Almathal uses a four-named-layer architecture (originally numbered Layer 1, 1.5, 2, 3 in the design conversation, later given proper names):

  1. Component Library — curated individual Adapters (libraries, frameworks, drivers, containers, APIs)
  2. Module Library — pre-composed business-domain assemblies of Adapters
  3. Composer — deterministic orchestrator (resolves Specs, invokes Scaffolders, validates contracts)
  4. Stitcher — bounded LLM layer (fills Seams, generates UI, customizes last-mile)

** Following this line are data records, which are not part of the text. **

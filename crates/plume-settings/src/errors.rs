//! Settings error types.

use std::path::PathBuf;

use thiserror::Error;

/// Why a settings file could not be turned into [`PlumeSettings`](crate::PlumeSettings).
#[derive(Debug, Error)]
pub enum SettingsError {
    #[error("cannot read {}: {source}", path.display())]
    Read {
        path: PathBuf,
        #[source]
        source: std::io::Error,
    },
    /// The file is not JSON, or a field has the wrong type.
    #[error("failed to parse settings JSON: {0}")]
    Json(#[from] serde_json::Error),
    /// Well-typed but unusable, e.g. `maxRemoteMatches: 0`.
    #[error("invalid `{key}`: {reason}")]
    Invalid { key: &'static str, reason: String },
}

pub type Result<T> = std::result::Result<T, SettingsError>;

#[cfg(test)]
mod tests {
    use super::*;

    #[test]
    fn read_error_names_the_file() {
        let err = SettingsError::Read {
            path: PathBuf::from("/etc/plume/settings.json"),
            source: std::io::Error::new(std::io::ErrorKind::PermissionDenied, "denied"),
        };
        assert_eq!(err.to_string(), "cannot read /etc/plume/settings.json: denied");
    }

    #[test]
    fn invalid_names_the_key() {
        let err = SettingsError::Invalid {
            key: "spellcheck.language",
            reason: "expected a two-letter code, got \"french\"".into(),
        };
        assert_eq!(
            err.to_string(),
            "invalid `spellcheck.language`: expected a two-letter code, got \"french\""
        );
    }
}
//! # plume-llm
//!
//! The relay between chat clients and the LLM provider: parameter clamping,
//! the provider abstraction, the Anthropic Messages API client, and a
//! scripted mock for tests.

pub mod anthropic;
pub mod mock;
pub mod provider;
pub mod relay;

pub use anthropic::{AnthropicConfig, AnthropicProvider};
pub use mock::{MockProvider, MockResponse};
pub use provider::{Completion, CompletionProvider, CompletionRequest};
pub use relay::{LimitEntry, LimitsDocument, RelayError, RelayRequest, RelayService};
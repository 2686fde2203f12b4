//! The capability shared by every finding producer.

use async_trait::async_trait;
use plume_core::Finding;

/// Produces findings for a text.
///
/// Checkers never fail: a checker that cannot do its job reports no
/// findings. The gate concatenates the output of its checkers in order.
#[async_trait]
pub trait Checker: Send + Sync {
    /// Short name used in logs.
    fn name(&self) -> &str;

    async fn check(&self, text: &str) -> Vec<Finding>;
}
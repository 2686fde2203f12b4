//! Settings loading with deep merge and environment variable overrides.
//!
//! Deep merge rules:
//! - Objects are merged recursively (source overrides target per-key)
//! - Arrays and primitives are replaced entirely by source
//! - Null values in source are skipped (preserving target)

use std::path::{Path, PathBuf};

use secrecy::SecretString;
use serde_json::Value;
use tracing::debug;

use crate::errors::{Result, SettingsError};
use crate::types::PlumeSettings;

/// Upper bound for the auto-confirm delay, from the file or `PLUME_AUTO_CONFIRM_MS`.
pub const MAX_AUTO_CONFIRM_DELAY_MS: u64 = 60_000;

/// Resolve the path to the settings file (`~/.plume/settings.json`).
pub fn settings_path() -> PathBuf {
    let home = std::env::var("HOME").unwrap_or_else(|_| "/tmp".to_string());
    PathBuf::from(home).join(".plume").join("settings.json")
}

/// Load settings from the default path with env var overrides.
pub fn load_settings() -> Result<PlumeSettings> {
    load_settings_from_path(&settings_path())
}

/// Load settings from a specific path with env var overrides.
///
/// If the file does not exist, returns defaults. If the file contains
/// invalid JSON, returns an error.
pub fn load_settings_from_path(path: &Path) -> Result<PlumeSettings> {
    let mut settings = read_layered(path)?;
    apply_env_overrides(&mut settings);
    Ok(settings)
}

fn read_layered(path: &Path) -> Result<PlumeSettings> {
    let defaults = serde_json::to_value(PlumeSettings::default())?;

    let merged = if path.exists() {
        debug!(?path, "loading settings from file");
        let content = std::fs::read_to_string(path).map_err(|source| SettingsError::Read {
            path: path.to_path_buf(),
            source,
        })?;
        let user: Value = serde_json::from_str(&content)?;
        deep_merge(defaults, user)
    } else {
        debug!(?path, "settings file not found, using defaults");
        defaults
    };

    let settings: PlumeSettings = serde_json::from_value(merged)?;
    validate(&settings)?;
    Ok(settings)
}

/// Reject values that type-check but cannot be used.
pub fn validate(settings: &PlumeSettings) -> Result<()> {
    let spell = &settings.spellcheck;
    if !is_language_code(&spell.language) {
        return Err(SettingsError::Invalid {
            key: "spellcheck.language",
            reason: format!("expected a two-letter code, got {:?}", spell.language),
        });
    }
    if spell.max_remote_matches == 0 {
        return Err(SettingsError::Invalid {
            key: "spellcheck.maxRemoteMatches",
            reason: "must be at least 1".into(),
        });
    }
    if spell.auto_confirm_delay_ms > MAX_AUTO_CONFIRM_DELAY_MS {
        return Err(SettingsError::Invalid {
            key: "spellcheck.autoConfirmDelayMs",
            reason: format!(
                "{} exceeds {MAX_AUTO_CONFIRM_DELAY_MS}",
                spell.auto_confirm_delay_ms
            ),
        });
    }
    if settings.server.port == 0 {
        return Err(SettingsError::Invalid {
            key: "server.port",
            reason: "must be between 1 and 65535".into(),
        });
    }
    Ok(())
}

fn is_language_code(v: &str) -> bool {
    v.len() == 2 && v.chars().all(|c| c.is_ascii_alphabetic())
}

/// Recursive deep merge of two JSON values.
pub fn deep_merge(target: Value, source: Value) -> Value {
    match (target, source) {
        (Value::Object(mut target_map), Value::Object(source_map)) => {
            for (key, source_val) in source_map {
                if source_val.is_null() {
                    continue;
                }
                let merged = if let Some(target_val) = target_map.remove(&key) {
                    deep_merge(target_val, source_val)
                } else {
                    source_val
                };
                let _ = target_map.insert(key, merged);
            }
            Value::Object(target_map)
        }
        (_, source) => source,
    }
}

/// Apply process environment overrides to loaded settings.
pub fn apply_env_overrides(settings: &mut PlumeSettings) {
    apply_overrides(settings, |name| std::env::var(name).ok());
}

/// Apply overrides read through `lookup`.
///
/// Invalid values are logged and ignored (falling back to file/default).
pub fn apply_overrides(settings: &mut PlumeSettings, lookup: impl Fn(&str) -> Option<String>) {
    let env = EnvReader { lookup };

    // ── Server ──────────────────────────────────────────────────────
    if let Some(v) = env.u16("PORT", 1, 65535) {
        settings.server.port = v;
    }
    if let Some(v) = env.string("PLUME_HOST") {
        settings.server.host = v;
    }

    // ── Relay ───────────────────────────────────────────────────────
    if let Some(v) = env.string("PLUME_MODEL") {
        settings.relay.model = v;
    }

    // ── Spellcheck ──────────────────────────────────────────────────
    if let Some(v) = env.string("PLUME_LANGUAGETOOL_URL") {
        settings.spellcheck.remote_url = v;
    }
    if let Some(v) = env.string("PLUME_SPELLCHECK_LANGUAGE") {
        if is_language_code(&v) {
            settings.spellcheck.language = v.to_ascii_lowercase();
        } else {
            tracing::warn!(key = "PLUME_SPELLCHECK_LANGUAGE", value = %v, "expected a two-letter language code, ignoring");
        }
    }
    if let Some(v) = env.bool("PLUME_REMOTE_CHECK") {
        settings.spellcheck.remote_enabled = v;
    }
    if let Some(v) = env.bool("PLUME_AUTO_CONFIRM") {
        settings.spellcheck.auto_confirm = v;
    }
    if let Some(v) = env.u64("PLUME_AUTO_CONFIRM_MS", 0, MAX_AUTO_CONFIRM_DELAY_MS) {
        settings.spellcheck.auto_confirm_delay_ms = v;
    }

    // ── Session ─────────────────────────────────────────────────────
    if let Some(v) = env.string("PLUME_SERVER_URL") {
        settings.session.server_url = v;
    }
}

/// The provider API key from `ANTHROPIC_API_KEY`, if set and non-empty.
pub fn anthropic_api_key() -> Option<SecretString> {
    std::env::var("ANTHROPIC_API_KEY")
        .ok()
        .filter(|v| !v.trim().is_empty())
        .map(SecretString::from)
}

// ── Pure parsing functions (testable without env vars) ──────────────────────

/// Parse a string as a boolean.
///
/// Accepts (case-insensitive): `true`/`1`/`yes`/`on` or `false`/`0`/`no`/`off`.
pub fn parse_bool(val: &str) -> Option<bool> {
    match val.to_lowercase().as_str() {
        "true" | "1" | "yes" | "on" => Some(true),
        "false" | "0" | "no" | "off" => Some(false),
        _ => None,
    }
}

/// Parse a string as a `u16` within a range.
pub fn parse_u16_range(val: &str, min: u16, max: u16) -> Option<u16> {
    let n: u16 = val.parse().ok()?;
    (n >= min && n <= max).then_some(n)
}

/// Parse a string as a `u64` within a range.
pub fn parse_u64_range(val: &str, min: u64, max: u64) -> Option<u64> {
    let n: u64 = val.parse().ok()?;
    (n >= min && n <= max).then_some(n)
}

// ── Env var readers ─────────────────────────────────────────────────────────

struct EnvReader<F> {
    lookup: F,
}

impl<F: Fn(&str) -> Option<String>> EnvReader<F> {
    fn string(&self, name: &str) -> Option<String> {
        (self.lookup)(name).filter(|v| !v.is_empty())
    }

    fn bool(&self, name: &str) -> Option<bool> {
        let val = (self.lookup)(name)?;
        let result = parse_bool(&val);
        if result.is_none() {
            tracing::warn!(key = name, value = %val, "invalid boolean env var, ignoring");
        }
        result
    }

    fn u16(&self, name: &str, min: u16, max: u16) -> Option<u16> {
        let val = (self.lookup)(name)?;
        let result = parse_u16_range(&val, min, max);
        if result.is_none() {
            tracing::warn!(key = name, value = %val, "invalid u16 env var, ignoring");
        }
        result
    }

    fn u64(&self, name: &str, min: u64, max: u64) -> Option<u64> {
        let val = (self.lookup)(name)?;
        let result = parse_u64_range(&val, min, max);
        if result.is_none() {
            tracing::warn!(key = name, value = %val, "invalid u64 env var, ignoring");
        }
        result
    }
}

// ─────────────────────────────────────────────────────────────────────────────
// Tests
// ─────────────────────────────────────────────────────────────────────────────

The Composer is the trust boundary: everything at or below it is deterministic and inspectable; everything above it (Stitcher, AI Reviewer) is bounded LLM work.

Rationale

  • The Component Library is the atomic level — too small to be useful alone, but necessary as the building block for Modules and direct use in some Archetypes.
  • The Module Library captures business-domain reuse: Auth, Payments, Billing, etc. Without it, every Archetype would re-wire these from raw Adapters.
  • The Composer concentrates all deterministic decision-making in one place, making it inspectable and reproducible.
  • The Stitcher is the only layer that invokes LLMs, making token economics easy to reason about and bound.

Consequences

  • Two separate libraries (Component and Module) require separate Manifest schemas and admission processes (ADR-0005).
  • The Composer’s design carries most of the platform’s complexity; substantial engineering investment.
  • Trust guarantees can be enforced at the Composer boundary, making them auditable.